El dolor que nos produce lo que no comprendemos de nuestra identidad en vías de constitución, incompleta hasta nuestra muerte, es (y en esto estoy de acuerdo con Le Breton) «pain», un dolor, diríamos, colectivo, y no «suffering», esto es, sufrimiento individual... Y nos defendemos de ese dolor universal, vuelvo a Sterbak, «autocreándonos». Y escribimos sobre nosotros mismos para, al fin lo sé, fingirnos perfectos.

Mi padre está enfermo y sueño cada noche que él y yo somos un padre y un hijo distintos, diferentes a lo que somos hoy. No puedo explicárselo al día siguiente, cuando lo llamo por teléfono, cuando me anuncia que no han podido regresar al pueblo porque hay nuevas manchas en la cara, nuevos análisis, nueva medicación.

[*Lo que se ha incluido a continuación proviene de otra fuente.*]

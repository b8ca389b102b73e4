//! OHLC bucketing of fee samples

use serde::{Deserialize, Serialize};
use std::collections::HashMap;

use crate::GasSample;

/// Default candle width used by consumers (15 minutes)
pub const DEFAULT_OHLC_INTERVAL_MS: u64 = 15 * 60 * 1000;

/// Open/high/low/close of total fee over one interval
#[derive(Debug, Clone, Copy, PartialEq, Serialize, Deserialize)]
pub struct OhlcBucket {
    pub bucket_start: u64,
    pub open: f64,
    pub high: f64,
    pub low: f64,
    pub close: f64,
    pub samples: usize,
}

impl OhlcBucket {
    fn open_with(bucket_start: u64, fee: f64) -> Self {
        Self {
            bucket_start,
            open: fee,
            high: fee,
            low: fee,
            close: fee,
            samples: 1,
        }
    }

    fn push(&mut self, fee: f64) {
        self.high = self.high.max(fee);
        self.low = self.low.min(fee);
        self.close = fee;
        self.samples += 1;
    }

    pub fn is_up(&self) -> bool {
        self.close >= self.open
    }
}

/// Group samples into `interval_ms`-wide buckets.
///
/// Open and close follow position in `samples`, not timestamp order, and
/// buckets come out in the order their first sample appears. A zero interval
/// yields no buckets.
pub fn bucketize(samples: &[GasSample], interval_ms: u64) -> Vec<OhlcBucket> {
    if interval_ms == 0 {
        return Vec::new();
    }

    let mut buckets: Vec<OhlcBucket> = Vec::new();
    let mut index: HashMap<u64, usize> = HashMap::new();

    for sample in samples {
        let bucket_start = sample.timestamp() / interval_ms * interval_ms;
        let fee = sample.total_fee();

        match index.get(&bucket_start) {
            Some(&i) => buckets[i].push(fee),
            None => {
                index.insert(bucket_start, buckets.len());
                buckets.push(OhlcBucket::open_with(bucket_start, fee));
            }
        }
    }

    buckets
}
//! Error types

use std::time::Duration;
use thiserror::Error;

use crate::ChainId;

/// Core error types
#[derive(Debug, Error)]
pub enum CoreError {
    #[error("Chain {0} not configured")]
    ChainNotConfigured(ChainId),

    #[error("Unknown chain: {0}")]
    UnknownChain(String),

    #[error("Invalid configuration: {0}")]
    InvalidConfig(String),
}

/// Fee and price source errors.
///
/// Callers only distinguish success from failure; the variants exist for logs.
#[derive(Debug, Error)]
pub enum FetchError {
    #[error("Transport error: {0}")]
    Transport(String),

    #[error("Timed out after {0:?}")]
    Timeout(Duration),

    #[error("Malformed response: {0}")]
    Malformed(String),

    #[error("RPC error {code}: {message}")]
    Rpc { code: i64, message: String },
}

/// Result type alias
pub type CoreResult<T> = Result<T, CoreError>;
pub type FetchResult<T> = Result<T, FetchError>;
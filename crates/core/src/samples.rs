//! Fee samples and per-chain state

use serde::Serialize;
use std::collections::VecDeque;

use crate::ChainId;

/// Maximum number of samples kept per chain
pub const HISTORY_CAPACITY: usize = 100;

/// A connected chain with no success for this long is shown as stale
pub const STALE_AFTER_MS: u64 = 30_000;

/// One fee observation, in gwei
#[derive(Debug, Clone, Copy, PartialEq, Serialize)]
pub struct GasSample {
    timestamp: u64,
    base_fee: f64,
    priority_fee: f64,
    total_fee: f64,
}

impl GasSample {
    pub fn new(timestamp: u64, base_fee: f64, priority_fee: f64) -> Self {
        Self {
            timestamp,
            base_fee,
            priority_fee,
            total_fee: base_fee + priority_fee,
        }
    }

    /// Milliseconds since epoch
    pub fn timestamp(&self) -> u64 {
        self.timestamp
    }

    pub fn base_fee(&self) -> f64 {
        self.base_fee
    }

    pub fn priority_fee(&self) -> f64 {
        self.priority_fee
    }

    pub fn total_fee(&self) -> f64 {
        self.total_fee
    }
}

/// Current and historical fee data for one chain
#[derive(Debug, Clone, PartialEq, Serialize)]
pub struct ChainState {
    pub display_name: String,
    pub current_base_fee: f64,
    pub current_priority_fee: f64,
    /// Result of the most recent fetch attempt
    pub connected: bool,
    /// Time of the last successful fetch, 0 if never
    pub last_update_time: u64,
    history: VecDeque<GasSample>,
}

impl ChainState {
    pub fn new(chain: ChainId) -> Self {
        Self::with_display_name(chain.display_name())
    }

    pub fn with_display_name(display_name: impl Into<String>) -> Self {
        Self {
            display_name: display_name.into(),
            current_base_fee: 0.0,
            current_priority_fee: 0.0,
            connected: false,
            last_update_time: 0,
            history: VecDeque::with_capacity(HISTORY_CAPACITY),
        }
    }

    /// Oldest first, arrival order
    pub fn history(&self) -> &VecDeque<GasSample> {
        &self.history
    }

    pub fn latest_sample(&self) -> Option<&GasSample> {
        self.history.back()
    }

    pub fn total_fee(&self) -> f64 {
        self.current_base_fee + self.current_priority_fee
    }

    /// Apply a successful fetch and append it to the history window
    pub fn record_success(&mut self, base_fee: f64, priority_fee: f64, now_ms: u64) {
        self.current_base_fee = base_fee;
        self.current_priority_fee = priority_fee;
        self.connected = true;
        self.last_update_time = now_ms;

        if self.history.len() == HISTORY_CAPACITY {
            self.history.pop_front();
        }
        self.history.push_back(GasSample::new(now_ms, base_fee, priority_fee));
    }

    /// Connected, but the last success is older than `max_age_ms`
    pub fn is_stale(&self, now_ms: u64, max_age_ms: u64) -> bool {
        self.connected && now_ms.saturating_sub(self.last_update_time) > max_age_ms
    }

    /// Failed fetches keep the last known fees and history
    pub fn record_failure(&mut self) {
        self.connected = false;
    }
}

#[cfg(test)]
mod tests {
    use super::*;

    #[test]
    fn test_sample_total_is_derived() {
        let sample = GasSample::new(1_000, 30.0, 2.0);
        assert_eq!(sample.total_fee(), 32.0);
    }

    #[test]
    fn test_is_stale() {
        let mut state = ChainState::new(ChainId::Arbitrum);
        assert!(!state.is_stale(100_000, STALE_AFTER_MS));

        state.record_success(0.01, 0.0, 10_000);
        assert!(!state.is_stale(10_000 + STALE_AFTER_MS, STALE_AFTER_MS));
        assert!(state.is_stale(10_001 + STALE_AFTER_MS, STALE_AFTER_MS));
        // Clock behind the last update
        assert!(!state.is_stale(5_000, STALE_AFTER_MS));

        state.record_failure();
        assert!(!state.is_stale(100_000, STALE_AFTER_MS));
    }

    #[test]
    fn test_new_state_is_disconnected_and_empty() {
        let state = ChainState::new(ChainId::Polygon);
        assert_eq!(state.display_name, "Polygon");
        assert!(!state.connected);
        assert_eq!(state.last_update_time, 0);
        assert!(state.history().is_empty());
    }

    #[test]
    fn test_record_success_updates_everything() {
        let mut state = ChainState::new(ChainId::Ethereum);
        state.record_success(30.0, 2.0, 42);

        assert!(state.connected);
        assert_eq!(state.current_base_fee, 30.0);
        assert_eq!(state.current_priority_fee, 2.0);
        assert_eq!(state.last_update_time, 42);
        assert_eq!(state.latest_sample(), Some(&GasSample::new(42, 30.0, 2.0)));
    }

    #[test]
    fn test_record_failure_keeps_last_values() {
        let mut state = ChainState::new(ChainId::Ethereum);
        state.record_success(30.0, 2.0, 42);
        state.record_failure();

        assert!(!state.connected);
        assert_eq!(state.total_fee(), 32.0);
        assert_eq!(state.last_update_time, 42);
        assert_eq!(state.history().len(), 1);
    }

    #[test]
    fn test_history_window_evicts_oldest() {
        let mut state = ChainState::new(ChainId::Arbitrum);
        for i in 0..HISTORY_CAPACITY as u64 {
            state.record_success(i as f64, 0.0, i);
        }
        assert_eq!(state.history().len(), HISTORY_CAPACITY);
        assert_eq!(state.history().front().unwrap().timestamp(), 0);

        state.record_success(1_000.0, 0.0, 1_000);
        assert_eq!(state.history().len(), HISTORY_CAPACITY);
        assert_eq!(state.history().front().unwrap().timestamp(), 1);
        assert_eq!(state.history().back().unwrap().timestamp(), 1_000);
    }
}
//! Gas tracker binary support: configuration loading and text reports

pub mod report;
pub mod settings;

pub use settings::{config_path, load_config};
//! Command-line interface definition using clap.
//!
//! - [`Args`] - CLI argument structure
//! - [`Format`] / [`LocaleArg`] - value enums mapped onto the library types
//!
//! Flags override the values loaded from `--config`; anything left unset
//! keeps the library defaults.

use std::path::PathBuf;

use clap::{Parser, ValueEnum};

use crate::config::{AccountConfig, AppConfig, Locale, MatchMode};
use crate::core::filter::DateRange;
use crate::error::Result;
use crate::format::OutputFormat;

/// Output path used when `--output` is not given.
pub const DEFAULT_OUTPUT: &str = "chatgrep_results.csv";

/// Export directory used when neither flags nor config name one.
pub const DEFAULT_EXPORT_DIR: &str = "exports";

/// Search Telegram groups for messages matching a keyword or regex,
/// spreading the work over several accounts.
#[derive(Parser, Debug, Clone)]
#[command(name = "chatgrep")]
#[command(version, about, long_about = None)]
#[command(after_help = "EXAMPLES:
    chatgrep --links groups.txt --keyword hiring
    chatgrep --link @rust_jobs --link https://t.me/+AbCdEf -k remote --cap 0
    chatgrep -l groups.txt -k 'rust|go' --regex --after 2024-01-01 -f excel
    chatgrep --config chatgrep.json --accounts 3 --stats")]
pub struct Args {
    /// File with group links, one per line
    #[arg(short, long, value_name = "FILE")]
    pub links: Option<PathBuf>,

    /// Group link (repeatable)
    #[arg(long = "link", value_name = "LINK")]
    pub link: Vec<String>,

    /// Keyword or regular expression to search for
    #[arg(short, long)]
    pub keyword: Option<String>,

    /// Directory with Telegram Desktop JSON exports
    #[arg(long, value_name = "DIR")]
    pub export_dir: Option<PathBuf>,

    /// Treat the keyword as a regular expression
    #[arg(long)]
    pub regex: bool,

    /// Match case exactly
    #[arg(long)]
    pub case_sensitive: bool,

    /// Messages to check per group (0 = whole history)
    #[arg(long, value_name = "N")]
    pub cap: Option<usize>,

    /// Messages per history request
    #[arg(long, value_name = "N")]
    pub batch_size: Option<usize>,

    /// Pause between history requests, in seconds
    #[arg(long, value_name = "SECS")]
    pub delay: Option<f64>,

    /// Only messages on or after this date (YYYY-MM-DD)
    #[arg(long, value_name = "DATE")]
    pub after: Option<String>,

    /// Only messages on or before this date (YYYY-MM-DD)
    #[arg(long, value_name = "DATE")]
    pub before: Option<String>,

    /// Offline accounts to spread groups over, when the config has none
    #[arg(long, value_name = "N", default_value_t = 1)]
    pub accounts: usize,

    /// JSON config file (accounts, links, search settings)
    #[arg(short, long, value_name = "FILE")]
    pub config: Option<PathBuf>,

    /// Path to output file
    #[arg(short, long, default_value = DEFAULT_OUTPUT)]
    pub output: String,

    /// Output format
    #[arg(short, long, value_enum, default_value = "csv")]
    pub format: Format,

    /// Print activity statistics for the matches
    #[arg(long)]
    pub stats: bool,

    /// Language of placeholder names
    #[arg(long, value_enum)]
    pub locale: Option<LocaleArg>,

    /// Answer every N-th history request with a flood wait (testing aid)
    #[arg(long, value_name = "N", hide = true)]
    pub flood_every: Option<usize>,
}

impl Args {
    /// Merges the config file (if any) with the flags.
    pub fn to_app_config(&self) -> Result<AppConfig> {
        let mut app = match &self.config {
            Some(path) => AppConfig::from_json_file(path)?,
            None => AppConfig::default(),
        };

        if let Some(path) = &self.links {
            let content = std::fs::read_to_string(path)?;
            app.links.extend(content.lines().map(str::to_string));
        }
        app.links.extend(self.link.iter().cloned());

        let search = &mut app.search;
        if let Some(keyword) = &self.keyword {
            search.keyword.clone_from(keyword);
        }
        if self.regex {
            search.mode = MatchMode::Regex;
        }
        if self.case_sensitive {
            search.case_sensitive = true;
        }
        if let Some(cap) = self.cap {
            search.message_cap = cap;
        }
        if let Some(batch_size) = self.batch_size {
            search.batch_size = batch_size;
        }
        if let Some(delay) = self.delay {
            search.inter_batch_delay = delay;
        }
        if let Some(locale) = self.locale {
            search.locale = locale.into();
        }
        search.date_range = apply_dates(search.date_range, self.after.as_deref(), self.before.as_deref())?;

        if let Some(dir) = &self.export_dir {
            app.export_dir = Some(dir.clone());
        }
        if app.export_dir.is_none() {
            app.export_dir = Some(PathBuf::from(DEFAULT_EXPORT_DIR));
        }

        if app.accounts.is_empty() {
            app.accounts = offline_accounts(self.accounts);
        }

        Ok(app)
    }

    /// Output path, with the extension following `--format` when the
    /// default path is used.
    pub fn output_path(&self) -> String {
        if self.output != DEFAULT_OUTPUT {
            return self.output.clone();
        }
        let format: OutputFormat = self.format.into();
        format!("chatgrep_results.{}", format.extension())
    }
}

fn apply_dates(range: DateRange, after: Option<&str>, before: Option<&str>) -> Result<DateRange> {
    let mut range = range;
    if let Some(after) = after {
        range = range.with_date_from(after)?;
    }
    if let Some(before) = before {
        range = range.with_date_to(before)?;
    }
    Ok(range)
}

/// Placeholder credentials for providers that do not sign in.
fn offline_accounts(count: usize) -> Vec<AccountConfig> {
    (1..=count.max(1))
        .map(|i| {
            AccountConfig::new("offline", "offline", format!("offline-{}", i))
                .with_label(format!("account-{}", i))
        })
        .collect()
}

/// Output format options.
#[derive(Debug, Clone, Copy, PartialEq, Eq, Hash, ValueEnum, Default)]
pub enum Format {
    /// Comma-separated CSV
    #[default]
    Csv,

    /// Excel workbook (.xlsx)
    #[value(alias = "xlsx")]
    Excel,

    /// JSON array
    Json,

    /// JSON Lines
    #[value(alias = "ndjson")]
    Jsonl,
}

impl From<Format> for OutputFormat {
    fn from(format: Format) -> OutputFormat {
        match format {
            Format::Csv => OutputFormat::Csv,
            Format::Excel => OutputFormat::Excel,
            Format::Json => OutputFormat::Json,
            Format::Jsonl => OutputFormat::Jsonl,
        }
    }
}

/// Placeholder language.
#[derive(Debug, Clone, Copy, PartialEq, Eq, ValueEnum)]
pub enum LocaleArg {
    En,
    Ru,
}

impl From<LocaleArg> for Locale {
    fn from(locale: LocaleArg) -> Locale {
        match locale {
            LocaleArg::En => Locale::En,
            LocaleArg::Ru => Locale::Ru,
        }
    }
}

No puedo explicárselo, porque, estoy seguro, no lo entendería.

Cada día, desde que el médico diagnosticó su enfermedad, he escrito sobre ese padre y ese hijo que no somos él y yo. He «inventado» una historia que sólo en ocasiones coincide con nuestra propia historia. A pesar de todo ello, el relato es autobiográfico. Pero en vez de fingirme perfecto, he escrito desde la ira.

La muerte me da asco.

Para aplacar esa ira, para sobreponerme al asco, escribí la Narración del Hombre de Cuarenta Años. Porque la noticia de la enfermedad de mi padre llegó con otras noticias, con otras voces, del pasado, llegó desde los agujeros negros que son esas fotografías que no quiero volver a ver, y que quemé metafóricamente en un libro: Ninguna necesidad. Llegó desde el fin de todo amor, desde el fin de toda posibilidad de amor.

O eso creí.

Lo que nos degrada también puede atraernos, he vuelto a decirme.

Escribir como una decisión ajena a razón: conocernos junto al asco, explicarnos en medio de basura.